** EXERCISE PROMPT **
Your answer must match the entries below word for word.

(RECORDS SHOWN begins)

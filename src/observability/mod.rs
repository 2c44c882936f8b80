//! Observability subsystem.
//!
//! # Data Flow
//! ```text
//! All subsystems produce:
//!     → logging.rs (structured log events)
//!     → metrics.rs (counters, gauges, histograms)
//!
//! Consumers:
//!     → Log aggregation (stdout, file, remote)
//!     → Metrics endpoint (Prometheus scrape)
//! ```
//!
//! # Design Decisions
//! - Request ID flows through all log events via the trace layer
//! - Metrics are cheap (atomic increments)
//! - Neither subsystem is load-bearing: metrics exposition can fail
//!   without taking the service down

pub mod logging;
pub mod metrics;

(RECORDS SHOWN ends)

** ANSWER BELOW **
filename src/observability/mod.rs
repository 2c44c882936f8b80
//! Observability subsystem.
//!
//! # Data Flow
//! ```text
//! All subsystems produce:
//!     → logging.rs (structured log events)
//!     → metrics.rs (counters, gauges, histograms)
//!
//! Consumers:
//!     → Log aggregation (stdout, file, remote)
//!     → Metrics endpoint (Prometheus scrape)
//! ```
//!
//! # Design Decisions
//! - Request ID flows through all log events via the trace layer
//! - Metrics are cheap (atomic increments)
//! - Neither subsystem is load-bearing: metrics exposition can fail
//!   without taking the service down

pub mod logging;
pub mod metrics;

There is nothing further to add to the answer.